I’ve always felt like I never quite fit into the marathon space—I was always bigger and more muscular than the women I lined up against who ran at my pace. So when I did my first race in NYC, I remember thinking, wow, this is where I belong. It blends the two things I love most—running and strength—so beautifully.
Favorite race to date? World Championships in Chicago this year. I was so grateful for the opportunity to race alongside the best in my division. I spent years chasing a marathon goal that never came to life, so finally reaching a big goal and realizing a dream felt incredible. It still feels surreal to call myself a World Champion. I never would’ve imagined that, after just one year in this sport, I’d be standing at the top of the podium.
Race goal? My main goal right now is to hit a 1:05, and I’m hoping to accomplish that by the end of the season. My next race is Atlanta, and I’m aiming to defend my World Champion title at Worlds this coming year. With the competition getting fiercer than ever, I know this is the time to step up and go into Worlds with full confidence.
Favorite station? It’s a toss-up between the SkiErg and the sled push. I love the first part of the race with the run–ski–run combo—coming from a long-time endurance background, that’s where I feel most in my element. But I also love the sled push because it’s the first point in the race where I’m really challenged, and it’s historically been one of my best-ranked stations.

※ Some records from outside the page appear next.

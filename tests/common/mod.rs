//! Shared test utilities: loopback mock nodes and node files

#![allow(dead_code)]

use std::collections::HashMap;
use std::io::Write;
use std::sync::Arc;
use std::sync::atomic::{AtomicUsize, Ordering};
use std::time::Duration;

use axum::{
    Router,
    extract::{Query, State},
    routing::get,
};
use tempfile::NamedTempFile;
use tokio::sync::Mutex;

/// A downstream node served on a loopback port
#[derive(Clone)]
pub struct MockNode {
    pub url: String,
    calls: Arc<AtomicUsize>,
    inputs: Arc<Mutex<Vec<String>>>,
}

impl MockNode {
    /// Number of requests the node received
    pub fn calls(&self) -> usize {
        self.calls.load(Ordering::SeqCst)
    }

    /// `input` values the node received, in arrival order
    pub async fn inputs(&self) -> Vec<String> {
        self.inputs.lock().await.clone()
    }
}

#[derive(Clone)]
struct MockState {
    delay: Duration,
    body: String,
    calls: Arc<AtomicUsize>,
    inputs: Arc<Mutex<Vec<String>>>,
}

async fn answer(
    State(state): State<MockState>,
    Query(params): Query<HashMap<String, String>>,
) -> String {
    state.calls.fetch_add(1, Ordering::SeqCst);
    state
        .inputs
        .lock()
        .await
        .push(params.get("input").cloned().unwrap_or_default());
    tokio::time::sleep(state.delay).await;
    state.body
}

/// Serve `body` verbatim at `/query` after `delay`
pub async fn spawn_node(delay: Duration, body: impl Into<String>) -> MockNode {
    let calls = Arc::new(AtomicUsize::new(0));
    let inputs = Arc::new(Mutex::new(Vec::new()));
    let state = MockState {
        delay,
        body: body.into(),
        calls: calls.clone(),
        inputs: inputs.clone(),
    };

    let app = Router::new().route("/query", get(answer)).with_state(state);
    let listener = tokio::net::TcpListener::bind("127.0.0.1:0")
        .await
        .expect("failed to bind mock node");
    let addr = listener.local_addr().expect("mock node has no address");
    tokio::spawn(async move {
        let _ = axum::serve(listener, app).await;
    });

    MockNode {
        url: format!("http://{addr}/query"),
        calls,
        inputs,
    }
}

/// Serve `{"result": result}` at `/query` after `delay`
pub async fn spawn_result_node(delay: Duration, result: &str) -> MockNode {
    spawn_node(delay, serde_json::json!({ "result": result }).to_string()).await
}

/// A URL nothing listens on
pub fn dead_url() -> String {
    let listener = std::net::TcpListener::bind("127.0.0.1:0").expect("failed to bind");
    let port = listener.local_addr().expect("no address").port();
    format!("http://127.0.0.1:{port}/query")
}

/// Write node rows (`url,timeout,type,enabled`) to a temporary CSV file
pub fn node_file(rows: &[String]) -> NamedTempFile {
    let mut file = NamedTempFile::new().expect("failed to create node file");
    for row in rows {
        writeln!(file, "{row}").expect("failed to write node row");
    }
    file
}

Least favorite station? Without a doubt, the wall balls. I’ve worked so hard on them, even built up to doing huge unbroken sets in the gym. But no matter how much I practice, they always seem to humble me on race day.

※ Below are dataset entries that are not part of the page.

//! Concurrent fan-out and fan-in
//!
//! The [`Dispatcher`] launches one isolated call per enabled node; the
//! returned [`OutcomeStream`] gathers their outcomes as they complete.

pub mod collector;
pub mod dispatcher;
pub mod outcome;

pub use collector::{OutcomeStream, merge_text};
pub use dispatcher::{Dispatcher, Extraction};
pub use outcome::{
    DispatchOutcome, OutcomeKind, STATUS_DEADLINE, STATUS_FAILED, STATUS_TIMEOUT,
    STATUS_UNREACHABLE,
};
//! Per-node dispatch outcome

use serde::Serialize;

use crate::nodes::NodeDescriptor;

/// Status reported when the call timed out before a response arrived
pub const STATUS_TIMEOUT: &str = "timeout";
/// Status reported when the call never reached the node
pub const STATUS_UNREACHABLE: &str = "unreachable";
/// Status reported when the overall request deadline cut the call short
pub const STATUS_DEADLINE: &str = "deadline exceeded";
/// Status reported when the node's task ended without reporting
pub const STATUS_FAILED: &str = "failed";

/// Classification of a node outcome
#[derive(Debug, Clone, Copy, PartialEq, Eq, Serialize)]
#[serde(rename_all = "snake_case")]
pub enum OutcomeKind {
    /// Response received and extracted
    Ok,
    /// Node did not answer within its timeout
    Timeout,
    /// Connection, DNS or protocol failure
    Transport,
    /// Response arrived but its body could not be read
    Body,
    /// Body was not the expected JSON document
    Parse,
    /// Overall request deadline elapsed first
    Deadline,
}

/// Result of dispatching the query to one node
///
/// `payload` holds exactly one of: the raw body, the extracted `result`
/// field, or a human-readable error message (see `kind`).
#[derive(Debug, Clone, PartialEq, Eq, Serialize)]
pub struct DispatchOutcome {
    pub node_url: String,
    pub node_type: Option<String>,
    pub status: String,
    pub payload: String,
    pub kind: OutcomeKind,
}

impl DispatchOutcome {
    /// Successful call
    #[must_use]
    pub fn ok(node: &NodeDescriptor, status: impl Into<String>, payload: String) -> Self {
        Self::new(node, status, payload, OutcomeKind::Ok)
    }

    /// Failed call; `status` is the real HTTP status when one was received
    #[must_use]
    pub fn failed(
        node: &NodeDescriptor,
        status: impl Into<String>,
        kind: OutcomeKind,
        message: String,
    ) -> Self {
        Self::new(node, status, message, kind)
    }

    fn new(node: &NodeDescriptor, status: impl Into<String>, payload: String, kind: OutcomeKind) -> Self {
        Self {
            node_url: node.url.clone(),
            node_type: node.node_type.clone(),
            status: status.into(),
            payload,
            kind,
        }
    }

    /// Whether the node answered successfully
    #[must_use]
    pub fn is_ok(&self) -> bool {
        self.kind == OutcomeKind::Ok
    }
}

Things you wish you knew when you started racing? I come from a high-volume marathon background, often running 80–90-mile peak weeks during training. I’m used to low and slow. But the intensity in HYROX hits differently—it’s not just running with strength work; you have to specifically train for that kind of effort. Even in races, it’s easy for my marathon mind to take over and not push as hard as I need to.
When I first started, I tried to keep my running volume at 50–60 miles a week, but I think that was actually holding me back. It wasn’t allowing me to get stronger where I was weakest—in the gym. Now, I only run about 30–40 miles a week, and I feel so much better. I’ve made way more progress this way. There’s a lot of mixed advice out there about how much volume you need to improve, but for me, less has definitely been more.